From AF_UNIX to kdbus

You’re a developer and you know AF_UNIX? You used it occasionally in your code, you know how high-level IPC puts marshaling on top and generally have a confident feeling when talking about it? But you actually have no clue what this fancy new kdbus is really about? During discussions you just nod along and hope nobody notices?

Good.

This is how it should be! As long as you don’t work on IPC libraries, there’s absolutely no requirement for you to have any idea what kdbus is. But as you’re reading this, I assume you’re curious and want to know more. So lets pick you up at AF_UNIX and look at a simple example.

AF_UNIX

Imagine a handful of processes that need to talk to each other. You have two options: Either you create a separate socket-pair between each two processes, or you create just one socket per process and make sure you can address all others via this socket. The first option will cause a quadratic growth of sockets and blows up if you raise the number of processes. Hence, we choose the latter, so our socket allocation looks like this:

int fd = socket(AF_UNIX, SOCK_DGRAM | SOCK_CLOEXEC | SOCK_NONBLOCK, 0);

Simple. Now we have to make sure the socket has a name and others can find it. We choose to not pollute the file-system but rather use the managed abstract namespace. As we don’t care for the exact names right now, we just let the kernel choose one. Furthermore, we enable credential-transmission so we can recognize peers that we get messages from:

struct sockaddr_un address = { .sun_family = AF_UNIX };
int enable = 1;

setsockopt(fd, SOL_SOCKET, SO_PASSCRED, &enable, sizeof(enable));
bind(fd, (struct sockaddr*)&address, sizeof(address.sun_family));

By omitting the sun_path part of the address, we tell the kernel to pick one itself. This was easy. Now we’re ready to go so lets see how we can send a message to a peer. For simplicity, we assume we know the address of the peer and it’s stored in destination.

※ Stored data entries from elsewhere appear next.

//! The snippet document collection.
//!
//! A thin layer over a single Tantivy index that behaves like a document
//! collection: insert-one, find-one, find-many with text query/sort/skip/limit,
//! update-one and delete-one, all keyed by the `id` field. Every write commits
//! and reloads the reader before returning, so the next read sees it.
//!
//! All methods block. Async callers go through [`crate::IndexSnippetStore`].

use std::path::Path;
use std::sync::{Arc, Mutex, MutexGuard};

use tantivy::collector::TopDocs;
use tantivy::directory::MmapDirectory;
use tantivy::query::{AllQuery, Query, QueryParser, TermQuery};
use tantivy::schema::{Field, IndexRecordOption, Schema, Value};
use tantivy::{
    DocAddress, Index, IndexReader, IndexWriter, Order, ReloadPolicy, Searcher, TantivyDocument,
    Term,
};
use tracing::{debug, info, warn};

use mdsnips_core::models::search::SortBy;
use mdsnips_core::models::snippet::SnippetRecord;
use mdsnips_core::schema::{
    build_schema, decode_create_date, encode_create_date, field, TEXT_INDEX_FIELDS,
};

use crate::error::StoreError;

const WRITER_MEMORY_BUDGET: usize = 50_000_000;

#[derive(Debug, Clone, Copy)]
struct Fields {
    id: Field,
    title: Field,
    body: Field,
    update_key: Field,
    create_date: Field,
}

impl Fields {
    fn resolve(schema: &Schema) -> Result<Self, StoreError> {
        let lookup = |name: &str| {
            schema
                .get_field(name)
                .map_err(|_| StoreError::SchemaMismatch {
                    index: format!("field `{name}`"),
                })
        };
        Ok(Self {
            id: lookup(field::ID)?,
            title: lookup(field::TITLE)?,
            body: lookup(field::BODY)?,
            update_key: lookup(field::UPDATE_KEY)?,
            create_date: lookup(field::CREATE_DATE)?,
        })
    }
}

struct Inner {
    index: Index,
    reader: IndexReader,
    writer: Mutex<IndexWriter>,
    fields: Fields,
}

/// Shared handle to the snippet collection. Cheap to clone; construct once
/// per process.
#[derive(Clone)]
pub struct Collection {
    inner: Arc<Inner>,
}

impl Collection {
    /// Open the collection stored in `dir`, creating it if the directory holds
    /// no index yet.
    pub fn open(dir: &Path) -> Result<Self, StoreError> {
        std::fs::create_dir_all(dir)?;
        let directory = MmapDirectory::open(dir)?;
        let index = Index::open_or_create(directory, build_schema())?;
        info!("opened snippet collection at {:?}", dir);
        Self::from_index(index)
    }

    /// Open a throwaway collection held entirely in memory.
    pub fn open_in_ram() -> Result<Self, StoreError> {
        info!("opened in-memory snippet collection");
        Self::from_index(Index::create_in_ram(build_schema()))
    }

    fn from_index(index: Index) -> Result<Self, StoreError> {
        let fields = Fields::resolve(&index.schema())?;
        let reader = index
            .reader_builder()
            .reload_policy(ReloadPolicy::Manual)
            .try_into()?;
        let writer = index.writer(WRITER_MEMORY_BUDGET)?;

        Ok(Self {
            inner: Arc::new(Inner {
                index,
                reader,
                writer: Mutex::new(writer),
                fields,
            }),
        })
    }

    /// Check that the compound text index over title + body and the ordered
    /// index over createDate are present. Safe to call any number of times.
    pub fn ensure_indexes(&self) -> Result<(), StoreError> {
        let schema = self.inner.index.schema();
        let fields = self.inner.fields;

        for (name, handle) in TEXT_INDEX_FIELDS.iter().zip([fields.title, fields.body]) {
            if !schema.get_field_entry(handle).is_indexed() {
                return Err(StoreError::SchemaMismatch {
                    index: format!("text index on `{name}`"),
                });
            }
        }

        let create_date = schema.get_field_entry(fields.create_date);
        if !(create_date.is_indexed() && create_date.is_fast()) {
            return Err(StoreError::SchemaMismatch {
                index: format!("ordered index on `{}`", field::CREATE_DATE),
            });
        }

        debug!("snippet collection indexes verified");
        Ok(())
    }

    /// Number of live documents as of the last commit.
    pub fn count(&self) -> u64 {
        self.inner.reader.searcher().num_docs()
    }

    /// Insert a new document. Fails with [`StoreError::Conflict`] if a
    /// document with the same id already exists.
    pub fn insert_one(&self, record: &SnippetRecord) -> Result<(), StoreError> {
        let mut writer = self.lock_writer()?;

        let searcher = self.inner.reader.searcher();
        if self.find_address(&searcher, &record.id)?.is_some() {
            return Err(StoreError::Conflict {
                id: record.id.clone(),
            });
        }

        self.write(&mut writer, |w| {
            w.add_document(self.to_document(record))?;
            Ok(())
        })
    }

    /// Find a single document by id.
    pub fn find_one(&self, id: &str) -> Result<Option<SnippetRecord>, StoreError> {
        let searcher = self.inner.reader.searcher();
        match self.find_address(&searcher, id)? {
            Some(address) => {
                let doc = searcher.doc::<TantivyDocument>(address)?;
                Ok(Some(self.from_document(&doc)?))
            }
            None => Ok(None),
        }
    }

    /// Read only the stored update key of a document.
    pub fn find_update_key(&self, id: &str) -> Result<Option<String>, StoreError> {
        let searcher = self.inner.reader.searcher();
        let Some(address) = self.find_address(&searcher, id)? else {
            return Ok(None);
        };
        let doc = searcher.doc::<TantivyDocument>(address)?;
        Ok(Some(self.text(&doc, self.inner.fields.update_key, field::UPDATE_KEY)?))
    }

    /// Every live document, in segment order.
    pub fn find_all(&self) -> Result<Vec<SnippetRecord>, StoreError> {
        let searcher = self.inner.reader.searcher();
        let mut records = Vec::new();

        for (segment_ord, segment_reader) in searcher.segment_readers().iter().enumerate() {
            for doc_id in segment_reader.doc_ids_alive() {
                let address = DocAddress::new(segment_ord as u32, doc_id);
                let doc = searcher.doc::<TantivyDocument>(address)?;
                records.push(self.from_document(&doc)?);
            }
        }

        Ok(records)
    }

    /// Text search over title + body, sorted by createDate, offset paginated.
    ///
    /// With no `text`, every document matches. The query is parsed leniently so
    /// arbitrary user input never fails to parse.
    pub fn find_many(
        &self,
        text: Option<&str>,
        sort_by: SortBy,
        skip: usize,
        limit: usize,
    ) -> Result<Vec<SnippetRecord>, StoreError> {
        let searcher = self.inner.reader.searcher();

        // The collector sizes its heap from `skip + limit`, so both are
        // bounded by the live document count before it is built.
        let num_docs = usize::try_from(searcher.num_docs()).unwrap_or(usize::MAX);
        if limit == 0 || skip >= num_docs {
            return Ok(Vec::new());
        }
        let limit = limit.min(num_docs - skip);

        let query: Box<dyn Query> = match text {
            Some(text) => {
                let fields = self.inner.fields;
                let parser =
                    QueryParser::for_index(&self.inner.index, vec![fields.title, fields.body]);
                let (query, errors) = parser.parse_query_lenient(text);
                if !errors.is_empty() {
                    debug!(count = errors.len(), "ignored query syntax errors");
                }
                query
            }
            None => Box::new(AllQuery),
        };

        let order = if sort_by.is_descending() {
            Order::Desc
        } else {
            Order::Asc
        };
        let collector = TopDocs::with_limit(limit)
            .and_offset(skip)
            .order_by_fast_field::<i64>(field::CREATE_DATE, order);

        let top_docs = searcher.search(query.as_ref(), &collector)?;

        let mut records = Vec::with_capacity(top_docs.len());
        for (_create_date, address) in top_docs {
            let doc = searcher.doc::<TantivyDocument>(address)?;
            records.push(self.from_document(&doc)?);
        }
        Ok(records)
    }

    /// Replace title and body of an existing document, preserving id, update
    /// key and creation date. Returns `None` if no document has `id`.
    pub fn update_one(
        &self,
        id: &str,
        title: &str,
        body: &str,
    ) -> Result<Option<SnippetRecord>, StoreError> {
        let mut writer = self.lock_writer()?;

        let Some(mut record) = self.find_one(id)? else {
            return Ok(None);
        };
        record.title = title.to_string();
        record.body = body.to_string();

        // Tantivy has no in-place update: delete by id, then re-add.
        self.write(&mut writer, |w| {
            w.delete_term(self.id_term(id));
            w.add_document(self.to_document(&record))?;
            Ok(())
        })?;

        Ok(Some(record))
    }

    /// Remove a document whose stored update key equals `update_key`.
    /// Returns whether a document was removed.
    pub fn delete_one(&self, id: &str, update_key: &str) -> Result<bool, StoreError> {
        let mut writer = self.lock_writer()?;

        match self.find_update_key(id)? {
            Some(stored) if stored == update_key => {
                self.write(&mut writer, |w| {
                    w.delete_term(self.id_term(id));
                    Ok(())
                })?;
                Ok(true)
            }
            _ => Ok(false),
        }
    }

    fn lock_writer(&self) -> Result<MutexGuard<'_, IndexWriter>, StoreError> {
        self.inner
            .writer
            .lock()
            .map_err(|_| StoreError::Task("index writer lock poisoned".to_string()))
    }

    /// Stage operations with `stage`, then commit. On any failure the staged
    /// operations are rolled back so a later commit cannot apply them.
    fn write<F>(&self, writer: &mut IndexWriter, stage: F) -> Result<(), StoreError>
    where
        F: FnOnce(&mut IndexWriter) -> Result<(), StoreError>,
    {
        let result = stage(&mut *writer).and_then(|()| self.commit(writer));
        if result.is_err() {
            if let Err(e) = writer.rollback() {
                warn!(error = %e, "index writer rollback failed");
            }
        }
        result
    }

    fn commit(&self, writer: &mut IndexWriter) -> Result<(), StoreError> {
        writer.commit()?;
        self.inner.reader.reload()?;
        Ok(())
    }

    fn id_term(&self, id: &str) -> Term {
        Term::from_field_text(self.inner.fields.id, id)
    }

    fn find_address(
        &self,
        searcher: &Searcher,
        id: &str,
    ) -> Result<Option<DocAddress>, StoreError> {
        let query = TermQuery::new(self.id_term(id), IndexRecordOption::Basic);
        let top_docs = searcher.search(&query, &TopDocs::with_limit(1))?;
        Ok(top_docs.first().map(|(_score, address)| *address))
    }

    fn to_document(&self, record: &SnippetRecord) -> TantivyDocument {
        let fields = self.inner.fields;
        let mut doc = TantivyDocument::default();
        doc.add_text(fields.id, &record.id);
        doc.add_text(fields.title, &record.title);
        doc.add_text(fields.body, &record.body);
        doc.add_text(fields.update_key, &record.update_key);
        doc.add_i64(fields.create_date, encode_create_date(record.create_date));
        doc
    }

    fn from_document(&self, doc: &TantivyDocument) -> Result<SnippetRecord, StoreError> {
        let fields = self.inner.fields;
        let micros = doc
            .get_first(fields.create_date)
            .and_then(|v| v.as_i64())
            .ok_or_else(|| StoreError::Corrupted(format!("missing {}", field::CREATE_DATE)))?;

        Ok(SnippetRecord {
            id: self.text(doc, fields.id, field::ID)?,
            title: self.text(doc, fields.title, field::TITLE)?,
            body: self.text(doc, fields.body, field::BODY)?,
            update_key: self.text(doc, fields.update_key, field::UPDATE_KEY)?,
            create_date: decode_create_date(micros)?,
        })
    }

    fn text(&self, doc: &TantivyDocument, handle: Field, name: &str) -> Result<String, StoreError> {
        doc.get_first(handle)
            .and_then(|v| v.as_str())
            .map(str::to_string)
            .ok_or_else(|| StoreError::Corrupted(format!("missing {name}")))
    }
}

struct sockaddr_un destination = { .sun_family = AF_UNIX, .sun_path = "..." };

sendto(fd, "foobar", 7, MSG_NOSIGNAL, (struct sockaddr*)&destination, sizeof(destination));

…and that’s all that is needed to send our message to the selected destination. On the receiver’s side, we call into recvmsg to receive the first message from our queue. We cannot use recvfrom as we want to fetch the credentials, too. Furthermore, we also cannot know how big the message is, so we query the kernel first and allocate a suitable buffer. This could be avoided, if we knew the maximum package size. But lets be thorough and support unlimited package sizes. Also note that recvmsg will return any next queued message. We cannot know the sender beforehand, so we also pass a buffer to store the address of the sender of this message:

char control[CMSG_SPACE(sizeof(struct ucred))];
struct sockaddr_un sender = {};
struct ucred creds = {};
struct msghdr msg = {};
struct iovec iov = {};
struct cmsghdr *cmsg;
char *message;
ssize_t l;
int size;

ioctl(fd, SIOCINQ, &size);
message = malloc(size + 1);
iov.iov_base = message;
iov.iov_len = size;

msg.msg_name = (struct sockaddr*)&sender;
msg.msg_namelen = sizeof(sender);
msg.msg_iov = &iov;
msg.msg_iovlen = 1;
msg.msg_control = control;
msg.msg_controllen = sizeof(control);

l = recvmsg(fd, msg, MSG_CMSG_CLOEXEC);

for (cmsg = CMSG_FIRSTHDR(&msg); cmsg; cmsg = CMSG_NXTHDR(&msg, cmsg)) {
        if (cmsg->cmsg_level == SOL_SOCKET && cmsg->cmsg_type == SCM_CREDENTIALS)
                memcpy(&creds, CMSG_DATA(cmsg), sizeof(creds));
}

printf("Message: %s (length: %zd uid: %u sender: %s)\n",
       message, l, creds.uid, sender.sun_path + 1);
free(message);

That’s it. With this in place, we can easily send arbitrary messages between our peers. We have no length restriction, we can identify the peers reliably and we’re not limited by any marshaling. Sure, we now dropped error-handling, event-loop integration and ignored some nasty corner cases, but that can all be solved. The code stays mostly the same.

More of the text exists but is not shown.